Reversing the recent spate of aggressive price wars seen in the luxury car market, automaker BMW has said that it will instead increase prices by up to 10% from January. The move is aimed to protect margins that are under threat from competitive pressures, while preventing brand dilution.
"Indian premium market is successful but what worries us is the competitor’s price policy. We will increase our prices and don’t want to go into the discounted pricing route," Philipp von Sahr, BMW Group's month-old new India chief told FE. On Thursday, the company launched the 6 Series Gran Coupe priced at R86.40 lakh.
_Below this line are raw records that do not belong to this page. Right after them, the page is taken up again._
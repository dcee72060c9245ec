use axum::extract::{Path, State};
use axum::response::IntoResponse;
use axum::routing::{get, post};
use axum::{Json, Router};
use chrono::NaiveDate;
use hyper::StatusCode;
use serde::Deserialize;
use serde_json::{Value, json};
use tower_http::cors::CorsLayer;
use uuid::Uuid;

use super::AppState;
use crate::workflows;
use crate::workflows::review::ReviewRequest;

pub fn build_router(state: AppState) -> Router {
    let health_routes = Router::new().route(
        "/",
        get(|| async {
            Json(json!({
                "status": "ok",
            }))
        }),
    );

    Router::new()
        .nest("/health", health_routes)
        .route("/api/chat", post(submit_chat))
        .route("/api/analysis", post(submit_analysis))
        .route("/api/reviews/trigger", post(trigger_review))
        .route("/api/jobs/{id}", get(poll_job))
        .fallback(not_found)
        .with_state(state)
        .layer(CorsLayer::permissive())
}

async fn not_found(req: axum::extract::Request) -> impl IntoResponse {
    tracing::warn!("unhandled path: {}", req.uri());
    (StatusCode::NOT_FOUND, "Not Found")
}

// --- Submit ---

#[derive(Deserialize)]
pub struct ChatRequest {
    pub message: String,
    pub session_id: Option<String>,
}

/// POST /api/chat — start a chat turn, return a pollable job handle
async fn submit_chat(
    State(state): State<AppState>,
    Json(body): Json<ChatRequest>,
) -> Result<Json<Value>, (StatusCode, Json<Value>)> {
    if body.message.trim().is_empty() {
        return Err((
            StatusCode::BAD_REQUEST,
            Json(json!({ "error": "message is required" })),
        ));
    }

    state.jobs.sweep_expired().await;

    let logical_id = body
        .session_id
        .filter(|s| !s.trim().is_empty())
        .unwrap_or_else(|| Uuid::new_v4().to_string());
    let job = state.jobs.create(Some(logical_id.clone())).await;

    tracing::info!(job_id = %job.id, session = %logical_id, "chat job submitted");
    tokio::spawn(workflows::chat::run(
        state.clone(),
        job.id.clone(),
        logical_id.clone(),
        body.message,
    ));

    Ok(Json(json!({
        "jobId": job.id,
        "sessionId": logical_id,
        "status": "processing",
    })))
}

#[derive(Deserialize)]
pub struct AnalysisRequest {
    pub date: Option<String>,
}

/// POST /api/analysis — start a one-shot analysis run for a trading date
async fn submit_analysis(
    State(state): State<AppState>,
    Json(body): Json<AnalysisRequest>,
) -> Result<Json<Value>, (StatusCode, Json<Value>)> {
    let date = match body.date {
        Some(date) => {
            if NaiveDate::parse_from_str(&date, "%Y-%m-%d").is_err() {
                return Err((
                    StatusCode::BAD_REQUEST,
                    Json(json!({ "error": "date must be YYYY-MM-DD" })),
                ));
            }
            date
        }
        None => chrono::Utc::now().format("%Y-%m-%d").to_string(),
    };

    state.jobs.sweep_expired().await;
    let job = state.jobs.create(None).await;

    tracing::info!(job_id = %job.id, %date, "analysis job submitted");
    tokio::spawn(workflows::analysis::run(state.clone(), job.id.clone(), date));

    Ok(Json(json!({
        "jobId": job.id,
        "status": "processing",
    })))
}

/// POST /api/reviews/trigger — fire-and-forget trade review
async fn trigger_review(
    State(state): State<AppState>,
    Json(body): Json<ReviewRequest>,
) -> Result<(StatusCode, Json<Value>), (StatusCode, Json<Value>)> {
    if body.review_id.trim().is_empty() || body.symbol.trim().is_empty() {
        return Err((
            StatusCode::BAD_REQUEST,
            Json(json!({ "error": "review_id and symbol are required" })),
        ));
    }

    tracing::info!(review_id = %body.review_id, symbol = %body.symbol, "trade review triggered");
    tokio::spawn(workflows::review::run(state.clone(), body));

    Ok((
        StatusCode::ACCEPTED,
        Json(json!({ "status": "accepted" })),
    ))
}

// --- Poll ---

/// GET /api/jobs/{id} — poll a job; unknown ids are a 404, not a status
async fn poll_job(
    State(state): State<AppState>,
    Path(id): Path<String>,
) -> Result<Json<Value>, (StatusCode, Json<Value>)> {
    let job = state.jobs.get(&id).await.ok_or_else(|| {
        (
            StatusCode::NOT_FOUND,
            Json(json!({ "error": "job not found" })),
        )
    })?;

    Ok(Json(json!({
        "status": job.status,
        "progress": job.progress,
        "content": job.content,
        "errorMessage": job.error_message,
        "sessionId": job.session_id,
    })))
}
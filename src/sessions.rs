use std::collections::HashMap;

use chrono::{DateTime, Utc};
use tokio::sync::Mutex;

/// Continuity of one logical conversation. The caller-visible id is ours;
/// the engine issues its own resumable id on its first response and we pass
/// it back on later turns.
#[derive(Debug, Clone)]
pub struct SessionState {
    pub logical_id: String,
    pub engine_session_id: Option<String>,
    pub updated_at: DateTime<Utc>,
}

/// Process-wide map of logical session id to engine session state. A
/// logical session outlives any individual job.
#[derive(Debug, Default)]
pub struct SessionStore {
    sessions: Mutex<HashMap<String, SessionState>>,
}

impl SessionStore {
    pub fn new() -> Self {
        Self::default()
    }

    pub async fn get_or_create(&self, logical_id: &str) -> SessionState {
        let mut sessions = self.sessions.lock().await;
        sessions
            .entry(logical_id.to_string())
            .or_insert_with(|| SessionState {
                logical_id: logical_id.to_string(),
                engine_session_id: None,
                updated_at: Utc::now(),
            })
            .clone()
    }

    /// Replace the stored engine session id with the most recent one seen.
    /// Never rolled back; overlapping turns on the same logical session are
    /// last-writer-wins.
    pub async fn record_engine_session(&self, logical_id: &str, engine_id: &str) {
        let mut sessions = self.sessions.lock().await;
        let state = sessions
            .entry(logical_id.to_string())
            .or_insert_with(|| SessionState {
                logical_id: logical_id.to_string(),
                engine_session_id: None,
                updated_at: Utc::now(),
            });
        state.engine_session_id = Some(engine_id.to_string());
        state.updated_at = Utc::now();
    }
}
Higher prices will help offset the negative impact of the weakening rupee (versus dollar) and help the company increase spends on brand building. BMW also sells cars under the Rolls-Royce and Mini brands.
“We want sustainable leadership and it means that we have to keep a price premium. If we go down to the level of the volume manufacturers then we are no longer a premium car maker,” von Sahr said.
But, this does not mean Philipp von Sahr is willing to give up the top spot to Audi, or Mercedes-Benz. Taking the volumes battle further down to the luxury hatchback territory and creating a new segment, the German firm will launch a new entry model — 1 Series — by next year end. Assembly at BMW's Chennai plant would mean prices likely in the R15-20-lakh range.
The flagship BMW 7-series will also be assembled locally by March increasing its margins by avoiding the high import duties currently paid on fully-built car imports. Currently, the 3 and 5 series sedans, apart from the X1 and X3 SUVs are assembled at Chennai.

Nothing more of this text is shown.